Re: C881/K9 DHCP server stops working for one pool only, after a couple days of operation

BostonAutomation · ‎07-04-2018

All,

I am an IT service provider with a number of Cisco ISR devices deployed for several of my customers. I've been rolling out Cisco IOS based solutions for over 20 years (since the early 90s) and generally I've been able to troubleshoot anything that's come up. But this time, I'm at a loss. I'm pretty sure I've run into a bug of some sort, except that updating the firmware a couple of times has not altered the problem one bit, plus a pretty exhaustive search of both this site and the Internet at large doesn't seem to have any other reports of this issue. I'm wondering if anybody here can see anything I'm missing, or, alternatively, suggest a troubleshooting avenue to explore that I haven't already.

Here's the story: Company with multiple sites, connected together with DMVPN (GRE tunnels, NHRP, etc.) The company headquarters site is running a 2900 series router (2951/K9, to be exact), with 800 series routers (primarily C881/K9) installed at the branch locations.

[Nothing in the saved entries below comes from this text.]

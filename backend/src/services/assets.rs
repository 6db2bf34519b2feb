//! The compiled UI, embedded into the binary at build time.

use actix_web::{HttpRequest, HttpResponse};
use include_dir::{include_dir, Dir};
use mime_guess::from_path;

static STATIC_DIR: Dir = include_dir!("$CARGO_MANIFEST_DIR/static/dist");

const INDEX: &str = "index.html";

/// Maps a request path to the embedded file it names. `/` is the index page.
pub fn asset_path(request_path: &str) -> &str {
    let path = request_path.trim_start_matches('/');
    if path.is_empty() {
        INDEX
    } else {
        path
    }
}

pub async fn serve_embedded(req: HttpRequest) -> HttpResponse {
    respond(&STATIC_DIR, req.path())
}

/// Unknown paths fall back to the index page so the UI can handle them. Without an embedded
/// UI every path is a 404.
fn respond(dir: &Dir<'_>, request_path: &str) -> HttpResponse {
    let file_path = asset_path(request_path);

    match dir.get_file(file_path) {
        Some(file) => {
            let mime = from_path(file_path).first_or_octet_stream();
            HttpResponse::Ok()
                .content_type(mime.as_ref())
                .body(file.contents().to_vec())
        }
        None => match dir.get_file(INDEX) {
            Some(index) => HttpResponse::Ok()
                .content_type("text/html; charset=utf-8")
                .body(index.contents().to_vec()),
            None => HttpResponse::NotFound().body("Not Found"),
        },
    }
}
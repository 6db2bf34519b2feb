//! Admin panel: index management and CSV ingestion, shown as an overlay.
//!
//! Responsibilities
//! - Index Management tab: list (from the catalog owned by `RagInterface`), refresh, create
//!   and a two-step delete that needs an explicit confirm or cancel.
//! - Upload CSV tab: read a local file with `gloo-file`, run it through
//!   `console_common::csv::CsvDataset` for headers, column inference and the preview, then
//!   submit an `UploadRequest`.
//!
//! The catalog itself is not edited here. After a create, delete or upload the panel asks its
//! parent to reload the listing through `on_refresh`, and results are reported through
//! `on_notify` as banners.

use yew::prelude::*;

mod helpers;
mod messages;
mod props;
mod state;
mod update;
mod view;

pub use messages::Msg;
pub use props::AdminPanelProps;
pub use state::AdminPanel;

impl Component for AdminPanel {
    type Message = Msg;
    type Properties = AdminPanelProps;

    fn create(ctx: &Context<Self>) -> Self {
        AdminPanel::new(&ctx.props().catalog)
    }

    fn update(&mut self, ctx: &Context<Self>, msg: Self::Message) -> bool {
        update::update(self, ctx, msg)
    }

    fn changed(&mut self, ctx: &Context<Self>, _old_props: &Self::Properties) -> bool {
        self.reconcile_upload_index(&ctx.props().catalog);
        true
    }

    fn view(&self, ctx: &Context<Self>) -> Html {
        view::view(self, ctx)
    }
}
use std::fs;
use std::path::Path;

// Copies the trunk output of the UI next to this crate so it can be embedded. The target
// directory always exists: without a UI build the server still compiles and answers 404.
fn main() {
    let out_dir = Path::new("static");
    let embed_dir = out_dir.join("dist");
    let dist_dir = Path::new("../frontend/dist");

    if dist_dir.exists() {
        let _ = fs::remove_dir_all(out_dir);
        fs::create_dir_all(out_dir).unwrap();
        fs_extra::dir::copy(
            dist_dir,
            out_dir,
            &fs_extra::dir::CopyOptions::new().overwrite(true).copy_inside(true),
        )
            .unwrap();
    }
    fs::create_dir_all(&embed_dir).unwrap();
    println!("cargo:rerun-if-changed=../frontend/dist");
}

I mention this just for context; the problem I'm having is not related to the VPN or any of the sites ... except one.

At this one site, there is a C881/K9 router, running C800 Software (C800-UNIVERSALK9-M), Version 15.3(3)M5, RELEASE SOFTWARE (fc3). This router includes two VLANs. The default VLAN (1) is for employee use and has a connection through the VPN to HQ and the other sites. There is also a second VLAN (99) which is used for Public Wi-Fi. The Wi-Fi at this site is provided through a series of Open Mesh access points, each of which serves VLAN1 (the private network) via one SSID and VLAN99 (the public network) via another SSID. As you would expect, the Wi-Fi for VLAN1 is secured, whereas the Wi-Fi attached to the public VLAN is open. Again, nothing too unusual or controversial here.

The problem I'm having has to do with DHCP. The C881/K9 router at this site provides DHCP service for both VLANs. And that DHCP services works fine, for a while. In fact, for VLAN1, it works all the time, with no problems. But for VLAN99, the DHCP server simply stops talking after a couple of days. DHCP requests go unanswered, and I cannot revive that part of the DHCP service except via reload of the router. Nothing else works. I can bring VLAN99 down and up, I can type various commands to clear the pool in question, I can delete and recreate the pool... nothing gets the router to start assigning addresses in the VLAN99/public pool except restarting the router. I've actually taken to adding a kron event that reboots the router once a day in the wee hours, just to try to keep DHCP working. This is obviously not a preferred solution.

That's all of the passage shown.